Tatlı Sert isimli programıyla sanki çağdaş zamanların süper kahramanı olan Müge Anlı ve programı üzerine ekşisözlük sitesinde İsolde nickli bir yazarın kaleme aldığı mükemmel yazıyı elmaelma.com okuyucularıyla paylaşmak istedik…
Şimdi Müge Anlı’nın stüdyo koltuğunda oturan milletten, başka bir deyişle reellerden kaçabilmek için 5 kısım Masha ve Ayı izleyeceğim, keşke benim yerime Irmak izleseydi.”

39352_22.jpg
”Müge Anlı’yla her fikrim anlaşmıyor; her yaptığını, her lafını onaylamıyorum. Mesela “Eşimden hoşlanmıyorum” diyen kadına, cemiyetimizin en yaygın problemlerinden olan konutluluk içi tecavüzü göz arkasını ederek “Hoşlanmadan 4 çocuk yapmışsın, bir de hoşlansan ohoo…” gibi bir söz etmesini, arada yaptığı bu stil gafları onaylamıyorum; lakin, özellikle sosyologların ve sosyolojiyle alakalı dolaysız ya da disiplinler arası çalışan herkesin bu programı izlemesini öneri ediyorum.”

39352_1.jpg
”Halk bütün olarak Müge Anlı’nın stüdyosunda, Rahmi Bey’in yanında oturuyor.”

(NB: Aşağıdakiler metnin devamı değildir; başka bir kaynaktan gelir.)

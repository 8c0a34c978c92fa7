use std::io::stdout;

use ab_audio::AudioManager;
use ab_core::asset::AssetRef;
use ab_core::config::{SoundTestConfig, load_config};
use anyhow::Result;
use clap::Parser;
use crossterm::event::{DisableMouseCapture, EnableMouseCapture};

pub mod app;
pub mod cli;
pub mod host;
pub mod ui;

fn main() -> Result<()> {
    // 1. Parser CLI
    let cli = cli::Cli::parse();

    // 2. Initialiser le logging
    env_logger::Builder::new()
        .filter_level(cli.log_level.parse().unwrap_or(log::LevelFilter::Warn))
        .init();

    // 3. Charger la config
    let mut config = resolve_config(&cli)?;

    // 3b. Appliquer les overrides CLI
    if let Some(fps) = cli.fps {
        config.ui.target_fps = fps;
    }
    config.clamp_all();

    // 4. Collecter le contenu : config puis ligne de commande
    let mut tracks = config.music_refs()?;
    tracks.extend(cli.music.iter().cloned().map(AssetRef::from));
    let mut effects = config.effect_refs()?;
    effects.extend(cli.effects.iter().cloned().map(AssetRef::from));
    log::info!("{} musiques, {} effets", tracks.len(), effects.len());

    // 5. Démarrer l'audio (silencieux si --mute ou sans périphérique)
    let mut audio = if cli.mute {
        AudioManager::headless(config.audio.clone())
    } else {
        AudioManager::new(config.audio.clone())
    };
    if audio.is_headless() {
        log::info!("Audio en mode silencieux");
    }
    // 5b. Décoder tout le contenu avant le TUI : aucun décodage dans la boucle
    let content: Vec<AssetRef> = tracks.iter().chain(&effects).cloned().collect();
    let failed = audio.prefetch(&content);
    if !failed.is_empty() {
        log::warn!("{} fichiers illisibles, le chargement va échouer", failed.len());
    }

    // 6. Construire l'App (une erreur de contenu arrête tout avant le TUI)
    let mut app_instance = app::App::load(audio, &tracks, &effects, &config.ui)?;

    // 7. Initialiser le terminal ratatui
    let terminal = ratatui::init();
    if let Err(e) = crossterm::execute!(stdout(), EnableMouseCapture) {
        log::warn!("Capture souris indisponible : {e}");
    }

    // 8. Boucle principale
    let result = app_instance.run(terminal);

    // 9. Restaurer le terminal (TOUJOURS, même en cas d'erreur)
    let _ = crossterm::execute!(stdout(), DisableMouseCapture);
    ratatui::restore();

    result
}

/// Load `--config`, or fall back to defaults when the file is missing.
fn resolve_config(cli: &cli::Cli) -> Result<SoundTestConfig> {
    if cli.config.exists() {
        load_config(&cli.config)
    } else {
        log::warn!(
            "Config introuvable : {}. Utilisation des défauts.",
            cli.config.display()
        );
        Ok(SoundTestConfig::default())
    }
}
use std::path::PathBuf;

use clap::Parser;

/// soundtest : écran de test son : musiques et effets sonores.
#[derive(Parser, Debug)]
#[command(version, about, long_about = None)]
pub struct Cli {
    /// Fichier de configuration TOML. Défaut : config/soundtest.toml.
    #[arg(short, long, default_value = "config/soundtest.toml")]
    pub config: PathBuf,

    /// Pistes musicales ajoutées après celles de la config.
    #[arg(long, num_args = 1..)]
    pub music: Vec<PathBuf>,

    /// Effets sonores ajoutés après ceux de la config.
    #[arg(long, num_args = 1..)]
    pub effects: Vec<PathBuf>,

    /// Ne pas ouvrir de périphérique audio (mode silencieux).
    #[arg(long, default_value_t = false)]
    pub mute: bool,

    /// Cadence de rafraîchissement de l'écran.
    #[arg(long)]
    pub fps: Option<u32>,

    /// Niveau de log : error, warn, info, debug, trace.
    #[arg(long, default_value = "warn")]
    pub log_level: String,
}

”Konutta olduğum sabahlar tahammül edebildiğim son hududa kadar Müge Anlı’yı izlemeye çalışıyorum, bugüne dek neler görmedim ki:
Kimin kimin karısıyla/kocasıyla münasebeti olduğunu stüdyodaki üç yüksek eğitimli bireyin çözemediği köyler,
Eniştesiyle kaçan kızlar, geliniyle ilişki yaşayan kayınpederler, bacanağıyla yaşadığı ilişkiyi bildi diye kayınpederini öldürüp baraja atan tülbentli basma etekli kadınlar,
Para karşılığı beraber olduğu kadının oğlunu buna tanık oldu diye öldürüp tarlaya atan adam ve oğlunun cesedinin yerini bildiği halde stüdyoya gelip ağlayan, gözüne kalem sürükleyen anne,
Anneannesine tecavüz edip cesedini ormana atan torun ve bu torunu mapusa attırdılar diye kardeşlerine beddualar eden annesi,

39352_2.jpg
Ağabeyinin üst komşusunu ve 2 ufak çocuğunu uyuşturucu parası için öldüren tipler,
En yakın dostunu alkol masasında öldürüp hiçbir şey olmamış gibi cenazesine giden adamlar,
Karısını öldürüp apartman boşluğuna atan imam,
Çocuğunu çocuğu olmayan kardeşine satıp sonra 20 bin tl borç vermedi diye geri isteyenler,

“Portakaldan muska çıkarıyorum” diyene akraba konutluluğundan dolayı sakat doğan çocuğunun operasyon parasını sorgusuz sorusuz verenler,
Seneler evvel kaybolan çocuğu Müge Anlı’ya ailesini aramaya çıkınca gelip çocuğun ağzını burnunu hayvan pazarından davar alır gibi hakimiyet eden baba,
Aydın’da yaşayıp oğullarına Ağrı’dan başlık parasıyla kız alma taahhüdüyle 50 bin lira dolandırılan aileler,

39352_3.jpg
Emekçi olarak gittiği ülkede hamile vazgeçtiği yabancı kadınları bir daha asla arayıp sormayan herifler, onların Türkiye’deki akrabalarını bulmaya gelen yarı Alman/Hollandalı/Fransız çocuklarının Kayseri’den gelen ve kemerine telefon kılıfı takılı ağabeyleriyle, hepsi türbanlı ablalarıyla kavuşma anları,

Daha neler neler…”

39352_4.jpg
”Şuraya yazdıklarım bu programda işlenenlerin 100’de 5’i değildir inanın.”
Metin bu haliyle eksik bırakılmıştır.